## Try it
Tally the lines in the material below that hold the string "other" and report the tally alone.
=== Data excerpts ===
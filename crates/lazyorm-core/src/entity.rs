//! Entities and the ghost load-state machine.
//!
//! Every in-memory entity lives behind an [`EntityRef`], a cheap shared
//! handle. Two refs obtained for the same key in one session point at the
//! same cell, so reference equality is identity equality.
//!
//! ```text
//!   ghost(id) ──begin_load──▶ Loading ──finish_load──▶ Loaded
//!       ▲                        │
//!       └──────abort_load────────┘
//! ```

use crate::error::OrmError;
use crate::types::{EntityId, EntityKey, EntityKind};
use parking_lot::{
    MappedRwLockReadGuard, MappedRwLockWriteGuard, RwLock, RwLockReadGuard, RwLockWriteGuard,
};
use std::fmt;
use std::sync::{Arc, OnceLock};

/// A persistent domain type.
pub trait Entity: Send + Sync + 'static {
    /// Stable tag used to find this type's mapper
    const KIND: EntityKind;

    /// Called once when a new entity receives its identifier, before it is
    /// first written. Fields keyed on the entity's own id are set up here.
    fn identified(&mut self, _id: EntityId) {}
}

/// Observable load state of an entity.
#[derive(Debug, Clone, Copy, PartialEq, Eq, serde::Serialize)]
#[serde(rename_all = "lowercase")]
pub enum LoadState {
    /// Only the identifier is known
    Ghost,
    /// Fields are being populated
    Loading,
    /// All fields are populated
    Loaded,
}

impl fmt::Display for LoadState {
    fn fmt(&self, f: &mut fmt::Formatter<'_>) -> fmt::Result {
        match self {
            Self::Ghost => write!(f, "ghost"),
            Self::Loading => write!(f, "loading"),
            Self::Loaded => write!(f, "loaded"),
        }
    }
}

/// Field storage tagged with its load state. Field data exists only when loaded.
pub(crate) enum Slot<E> {
    Ghost,
    Loading,
    Loaded(E),
}

impl<E> Slot<E> {
    fn state(&self) -> LoadState {
        match self {
            Slot::Ghost => LoadState::Ghost,
            Slot::Loading => LoadState::Loading,
            Slot::Loaded(_) => LoadState::Loaded,
        }
    }
}

pub(crate) struct EntityCell<E> {
    id: OnceLock<EntityId>,
    slot: RwLock<Slot<E>>,
}

/// Shared handle to one in-memory entity.
pub struct EntityRef<E: Entity> {
    cell: Arc<EntityCell<E>>,
}

impl<E: Entity> EntityRef<E> {
    fn from_parts(id: Option<EntityId>, slot: Slot<E>) -> Self {
        let cell = EntityCell {
            id: OnceLock::new(),
            slot: RwLock::new(slot),
        };
        if let Some(id) = id {
            let _ = cell.id.set(id);
        }
        Self {
            cell: Arc::new(cell),
        }
    }

    pub(crate) fn ghost(id: EntityId) -> Self {
        Self::from_parts(Some(id), Slot::Ghost)
    }

    pub(crate) fn loaded(id: EntityId, data: E) -> Self {
        Self::from_parts(Some(id), Slot::Loaded(data))
    }

    /// A loaded entity that has no identifier yet.
    ///
    /// The identifier is assigned when the entity is first inserted.
    pub fn detached(data: E) -> Self {
        Self::from_parts(None, Slot::Loaded(data))
    }

    pub(crate) fn from_cell(cell: Arc<EntityCell<E>>) -> Self {
        Self { cell }
    }

    pub(crate) fn cell(&self) -> &Arc<EntityCell<E>> {
        &self.cell
    }

    pub fn id(&self) -> Option<EntityId> {
        self.cell.id.get().copied()
    }

    pub fn key(&self) -> Option<EntityKey> {
        self.id().map(|id| EntityKey::new(E::KIND, id))
    }

    pub fn kind(&self) -> EntityKind {
        E::KIND
    }

    pub fn state(&self) -> LoadState {
        self.cell.slot.read().state()
    }

    pub fn is_ghost(&self) -> bool {
        self.state() == LoadState::Ghost
    }

    pub fn is_loaded(&self) -> bool {
        self.state() == LoadState::Loaded
    }

    /// True when both handles point at the same in-memory entity
    pub fn ptr_eq(&self, other: &Self) -> bool {
        Arc::ptr_eq(&self.cell, &other.cell)
    }

    /// Fix the identifier and hand it to [`Entity::identified`]. Setting it
    /// again to the same value is allowed.
    pub(crate) fn assign_id(&self, id: EntityId) -> Result<(), OrmError> {
        if let Some(current) = self.id() {
            return self.check_id(current, id);
        }

        let mut slot = self.cell.slot.try_write().ok_or_else(|| {
            OrmError::invariant(format!("{} is borrowed and cannot be given an id", E::KIND))
        })?;
        match self.cell.id.set(id) {
            Ok(()) => {
                if let Slot::Loaded(data) = &mut *slot {
                    data.identified(id);
                }
                Ok(())
            }
            Err(_) => self.check_id(self.id().unwrap_or(id), id),
        }
    }

    fn check_id(&self, current: EntityId, id: EntityId) -> Result<(), OrmError> {
        if current != id {
            return Err(OrmError::invariant(format!(
                "{} already has id {}, cannot reassign to {}",
                E::KIND,
                current,
                id
            )));
        }
        Ok(())
    }

    /// Ghost → Loading.
    ///
    /// Returns `false` if the entity is already loaded and there is nothing to do.
    pub(crate) fn begin_load(&self) -> Result<bool, OrmError> {
        let mut slot = self.cell.slot.write();
        match *slot {
            Slot::Ghost => {
                *slot = Slot::Loading;
                Ok(true)
            }
            Slot::Loading => Err(OrmError::ReentrantLoad(self.describe())),
            Slot::Loaded(_) => Ok(false),
        }
    }

    /// Loading → Loaded
    pub(crate) fn finish_load(&self, data: E) {
        *self.cell.slot.write() = Slot::Loaded(data);
    }

    /// Loading → Ghost, after a failed load
    pub(crate) fn abort_load(&self) {
        let mut slot = self.cell.slot.write();
        if matches!(*slot, Slot::Loading) {
            *slot = Slot::Ghost;
        }
    }

    /// Read the fields if the entity is loaded. Never triggers a load.
    pub fn try_read(&self) -> Option<MappedRwLockReadGuard<'_, E>> {
        RwLockReadGuard::try_map(self.cell.slot.read(), |slot| match slot {
            Slot::Loaded(data) => Some(data),
            _ => None,
        })
        .ok()
    }

    /// Write access to a loaded entity's fields.
    ///
    /// Fails instead of blocking when a read guard is still alive.
    pub(crate) fn try_write(&self) -> Result<MappedRwLockWriteGuard<'_, E>, OrmError> {
        let guard = self.cell.slot.try_write().ok_or_else(|| {
            OrmError::invariant(format!("{} is borrowed and cannot be modified", self.describe()))
        })?;
        RwLockWriteGuard::try_map(guard, |slot| match slot {
            Slot::Loaded(data) => Some(data),
            _ => None,
        })
        .map_err(|guard| {
            OrmError::invariant(format!(
                "{} is {} and cannot be modified",
                self.describe(),
                guard.state()
            ))
        })
    }

    fn describe(&self) -> String {
        match self.id() {
            Some(id) => EntityKey::new(E::KIND, id).to_string(),
            None => format!("{}#<unassigned>", E::KIND),
        }
    }
}

impl<E: Entity> Clone for EntityRef<E> {
    fn clone(&self) -> Self {
        Self {
            cell: Arc::clone(&self.cell),
        }
    }
}

impl<E: Entity> fmt::Debug for EntityRef<E> {
    fn fmt(&self, f: &mut fmt::Formatter<'_>) -> fmt::Result {
        f.debug_struct("EntityRef")
            .field("kind", &E::KIND)
            .field("id", &self.id())
            .field("state", &self.state())
            .finish()
    }
}

/// Anything the unit of work can track.
pub trait Identified {
    fn entity_kind(&self) -> EntityKind;

    /// `None` until an identifier has been assigned
    fn entity_id(&self) -> Option<EntityId>;
}

impl<E: Entity> Identified for EntityRef<E> {
    fn entity_kind(&self) -> EntityKind {
        E::KIND
    }

    fn entity_id(&self) -> Option<EntityId> {
        self.id()
    }
}

impl Identified for EntityKey {
    fn entity_kind(&self) -> EntityKind {
        self.kind
    }

    fn entity_id(&self) -> Option<EntityId> {
        Some(self.id)
    }
}

#[cfg(test)]
mod tests {
    use super::*;

    #[derive(Debug, PartialEq)]
    struct Widget {
        label: String,
    }

    impl Entity for Widget {
        const KIND: EntityKind = EntityKind::new("widget");
    }

    #[test]
    fn test_ghost_transitions() {
        let w = EntityRef::<Widget>::ghost(EntityId(7));
        assert_eq!(w.state(), LoadState::Ghost);
        assert!(w.try_read().is_none());

        assert!(w.begin_load().unwrap());
        assert_eq!(w.state(), LoadState::Loading);

        w.finish_load(Widget {
            label: "gear".into(),
        });
        assert!(w.is_loaded());
        assert_eq!(w.try_read().unwrap().label, "gear");

        // Loading an already loaded entity is a no-op
        assert!(!w.begin_load().unwrap());
    }

    #[test]
    fn test_begin_load_while_loading_fails_fast() {
        let w = EntityRef::<Widget>::ghost(EntityId(1));
        w.begin_load().unwrap();

        let err = w.begin_load().unwrap_err();
        assert!(matches!(err, OrmError::ReentrantLoad(ref what) if what == "widget#1"));
    }

    #[test]
    fn test_abort_load_reverts_to_ghost() {
        let w = EntityRef::<Widget>::ghost(EntityId(1));
        w.begin_load().unwrap();
        w.abort_load();
        assert!(w.is_ghost());
    }

    #[test]
    fn test_detached_entity_gets_id_once() {
        let w = EntityRef::detached(Widget {
            label: "bolt".into(),
        });
        assert_eq!(w.id(), None);
        assert_eq!(w.key(), None);
        assert!(w.is_loaded());

        w.assign_id(EntityId(3)).unwrap();
        w.assign_id(EntityId(3)).unwrap();
        assert!(w.assign_id(EntityId(4)).is_err());
        assert_eq!(w.key(), Some(EntityKey::new(Widget::KIND, 3)));
    }

    /// Remembers the id it was given
    #[derive(Debug, Default)]
    struct Ticket {
        number: Option<EntityId>,
    }

    impl Entity for Ticket {
        const KIND: EntityKind = EntityKind::new("ticket");

        fn identified(&mut self, id: EntityId) {
            assert!(self.number.is_none(), "identified twice");
            self.number = Some(id);
        }
    }

    #[test]
    fn test_assign_id_notifies_entity_once() {
        let t = EntityRef::detached(Ticket::default());
        t.assign_id(EntityId(12)).unwrap();
        t.assign_id(EntityId(12)).unwrap();
        assert_eq!(t.try_read().unwrap().number, Some(EntityId(12)));
    }

    #[test]
    fn test_assign_id_refuses_while_read() {
        let t = EntityRef::detached(Ticket::default());
        let guard = t.try_read().unwrap();
        assert!(t.assign_id(EntityId(1)).is_err());
        drop(guard);

        assert_eq!(t.id(), None);
        t.assign_id(EntityId(1)).unwrap();
    }

    #[test]
    fn test_clones_share_identity() {
        let a = EntityRef::loaded(EntityId(1), Widget { label: "a".into() });
        let b = a.clone();
        let c = EntityRef::loaded(EntityId(1), Widget { label: "a".into() });

        assert!(a.ptr_eq(&b));
        assert!(!a.ptr_eq(&c));
    }

    #[test]
    fn test_try_write_refuses_while_read() {
        let w = EntityRef::loaded(EntityId(1), Widget { label: "a".into() });
        let guard = w.try_read().unwrap();
        assert!(w.try_write().is_err());
        drop(guard);

        w.try_write().unwrap().label = "b".into();
        assert_eq!(w.try_read().unwrap().label, "b");
    }

    #[test]
    fn test_try_write_refuses_ghost() {
        let w = EntityRef::<Widget>::ghost(EntityId(2));
        let err = w.try_write().unwrap_err();
        assert!(err.to_string().contains("widget#2 is ghost"));
    }
}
===
## Task result
2